** Extracted information follows **

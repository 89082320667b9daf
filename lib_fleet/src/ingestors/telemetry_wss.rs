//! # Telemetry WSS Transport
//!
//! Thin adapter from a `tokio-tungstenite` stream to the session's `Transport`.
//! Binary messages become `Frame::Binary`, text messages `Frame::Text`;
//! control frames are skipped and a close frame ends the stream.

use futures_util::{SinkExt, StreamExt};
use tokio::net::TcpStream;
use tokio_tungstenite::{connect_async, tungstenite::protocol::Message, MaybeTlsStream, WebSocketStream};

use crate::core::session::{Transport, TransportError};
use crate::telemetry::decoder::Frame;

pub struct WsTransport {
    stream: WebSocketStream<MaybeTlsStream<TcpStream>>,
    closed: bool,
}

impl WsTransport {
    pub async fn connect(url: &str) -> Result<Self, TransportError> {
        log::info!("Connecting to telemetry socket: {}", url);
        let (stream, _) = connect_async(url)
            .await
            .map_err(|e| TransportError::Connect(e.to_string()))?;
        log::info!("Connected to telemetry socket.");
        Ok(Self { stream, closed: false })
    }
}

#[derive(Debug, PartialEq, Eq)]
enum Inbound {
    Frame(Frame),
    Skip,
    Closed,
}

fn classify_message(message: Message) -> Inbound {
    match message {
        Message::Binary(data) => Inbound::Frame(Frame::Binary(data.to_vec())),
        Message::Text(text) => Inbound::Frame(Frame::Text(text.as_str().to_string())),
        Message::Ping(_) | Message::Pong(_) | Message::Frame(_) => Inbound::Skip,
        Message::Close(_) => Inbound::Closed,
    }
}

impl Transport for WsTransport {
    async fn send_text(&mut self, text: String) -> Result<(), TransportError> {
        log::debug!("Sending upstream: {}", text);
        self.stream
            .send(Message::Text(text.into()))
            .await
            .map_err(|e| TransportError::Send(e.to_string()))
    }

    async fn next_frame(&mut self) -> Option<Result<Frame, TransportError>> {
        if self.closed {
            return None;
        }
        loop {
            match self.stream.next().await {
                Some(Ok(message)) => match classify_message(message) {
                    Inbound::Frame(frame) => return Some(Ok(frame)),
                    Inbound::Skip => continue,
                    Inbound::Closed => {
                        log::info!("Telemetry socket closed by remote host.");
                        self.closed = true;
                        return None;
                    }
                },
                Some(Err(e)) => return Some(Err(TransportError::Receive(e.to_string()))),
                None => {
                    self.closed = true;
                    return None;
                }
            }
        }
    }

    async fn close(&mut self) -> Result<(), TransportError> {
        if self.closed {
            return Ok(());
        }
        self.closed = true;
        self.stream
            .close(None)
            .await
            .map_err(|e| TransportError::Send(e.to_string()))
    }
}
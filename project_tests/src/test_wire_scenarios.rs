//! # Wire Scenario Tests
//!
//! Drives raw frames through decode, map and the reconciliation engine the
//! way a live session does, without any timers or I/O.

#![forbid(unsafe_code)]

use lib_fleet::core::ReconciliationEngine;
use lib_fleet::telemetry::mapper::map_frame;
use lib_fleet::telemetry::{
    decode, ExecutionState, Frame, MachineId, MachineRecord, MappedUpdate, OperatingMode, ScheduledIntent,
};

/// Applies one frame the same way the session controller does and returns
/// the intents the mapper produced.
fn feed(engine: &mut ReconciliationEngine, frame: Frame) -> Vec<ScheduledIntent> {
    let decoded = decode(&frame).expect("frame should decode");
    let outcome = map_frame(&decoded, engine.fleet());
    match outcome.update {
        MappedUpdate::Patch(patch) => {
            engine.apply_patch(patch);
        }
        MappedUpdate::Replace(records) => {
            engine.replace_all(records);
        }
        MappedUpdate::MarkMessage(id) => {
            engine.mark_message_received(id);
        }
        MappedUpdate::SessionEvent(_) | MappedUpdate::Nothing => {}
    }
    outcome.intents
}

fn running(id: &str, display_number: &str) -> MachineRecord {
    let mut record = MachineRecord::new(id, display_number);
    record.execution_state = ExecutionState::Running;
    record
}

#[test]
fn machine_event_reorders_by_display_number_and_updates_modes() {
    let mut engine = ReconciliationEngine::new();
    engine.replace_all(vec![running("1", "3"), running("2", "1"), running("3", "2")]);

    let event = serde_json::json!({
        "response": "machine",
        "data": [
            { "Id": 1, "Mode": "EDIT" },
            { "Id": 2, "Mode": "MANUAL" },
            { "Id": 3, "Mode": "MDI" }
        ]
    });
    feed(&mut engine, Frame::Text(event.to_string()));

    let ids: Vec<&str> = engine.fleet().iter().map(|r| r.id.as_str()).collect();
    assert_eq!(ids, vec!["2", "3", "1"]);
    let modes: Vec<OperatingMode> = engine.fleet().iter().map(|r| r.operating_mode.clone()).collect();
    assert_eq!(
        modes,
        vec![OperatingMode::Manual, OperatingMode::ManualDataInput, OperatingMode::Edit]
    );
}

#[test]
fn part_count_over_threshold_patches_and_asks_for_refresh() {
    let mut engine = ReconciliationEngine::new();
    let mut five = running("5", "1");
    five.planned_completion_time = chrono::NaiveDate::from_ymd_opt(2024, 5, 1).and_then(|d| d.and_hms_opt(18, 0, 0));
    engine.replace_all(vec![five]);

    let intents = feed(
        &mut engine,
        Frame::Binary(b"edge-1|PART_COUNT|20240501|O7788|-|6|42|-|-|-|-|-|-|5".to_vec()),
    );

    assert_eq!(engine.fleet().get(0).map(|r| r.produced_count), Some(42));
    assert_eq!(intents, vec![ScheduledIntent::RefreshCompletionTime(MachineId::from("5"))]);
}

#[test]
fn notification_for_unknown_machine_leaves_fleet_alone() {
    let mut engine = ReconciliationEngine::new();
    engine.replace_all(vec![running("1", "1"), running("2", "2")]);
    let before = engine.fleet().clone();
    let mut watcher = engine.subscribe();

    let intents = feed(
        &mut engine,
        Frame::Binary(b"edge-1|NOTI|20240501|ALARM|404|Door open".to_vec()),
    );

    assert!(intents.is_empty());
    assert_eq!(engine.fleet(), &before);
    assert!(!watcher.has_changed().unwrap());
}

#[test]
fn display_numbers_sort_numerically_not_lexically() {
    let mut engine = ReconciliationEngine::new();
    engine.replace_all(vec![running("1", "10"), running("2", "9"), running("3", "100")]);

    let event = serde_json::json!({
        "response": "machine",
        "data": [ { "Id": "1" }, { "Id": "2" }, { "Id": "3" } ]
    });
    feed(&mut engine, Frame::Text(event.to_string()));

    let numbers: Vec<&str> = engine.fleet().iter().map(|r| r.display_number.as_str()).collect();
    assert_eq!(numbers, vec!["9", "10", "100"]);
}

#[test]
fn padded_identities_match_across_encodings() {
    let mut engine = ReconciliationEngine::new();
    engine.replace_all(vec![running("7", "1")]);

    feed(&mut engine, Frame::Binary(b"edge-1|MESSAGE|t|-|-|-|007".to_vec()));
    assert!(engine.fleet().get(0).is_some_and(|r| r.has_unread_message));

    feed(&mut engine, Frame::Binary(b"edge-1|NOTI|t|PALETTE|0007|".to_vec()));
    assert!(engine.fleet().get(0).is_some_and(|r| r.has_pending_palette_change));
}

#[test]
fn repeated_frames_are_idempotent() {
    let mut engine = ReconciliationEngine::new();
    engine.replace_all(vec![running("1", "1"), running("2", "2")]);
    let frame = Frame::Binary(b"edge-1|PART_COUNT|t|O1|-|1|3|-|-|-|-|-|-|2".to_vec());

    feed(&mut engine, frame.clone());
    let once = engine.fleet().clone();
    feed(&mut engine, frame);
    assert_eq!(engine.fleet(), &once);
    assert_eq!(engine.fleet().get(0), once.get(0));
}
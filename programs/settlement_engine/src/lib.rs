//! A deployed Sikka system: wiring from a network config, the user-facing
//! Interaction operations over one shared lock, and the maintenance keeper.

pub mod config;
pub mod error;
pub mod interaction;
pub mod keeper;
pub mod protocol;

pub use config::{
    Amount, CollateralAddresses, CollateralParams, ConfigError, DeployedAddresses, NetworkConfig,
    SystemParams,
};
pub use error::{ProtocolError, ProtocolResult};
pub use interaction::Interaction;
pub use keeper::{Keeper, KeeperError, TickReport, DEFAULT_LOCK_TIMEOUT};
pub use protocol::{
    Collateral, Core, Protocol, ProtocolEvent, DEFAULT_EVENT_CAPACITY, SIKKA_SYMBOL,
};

** End of Extracted information **

Would you copy every line of the entries in which "TcpStream" appears?

use tokio::net::TcpStream;
    stream: WebSocketStream<MaybeTlsStream<TcpStream>>,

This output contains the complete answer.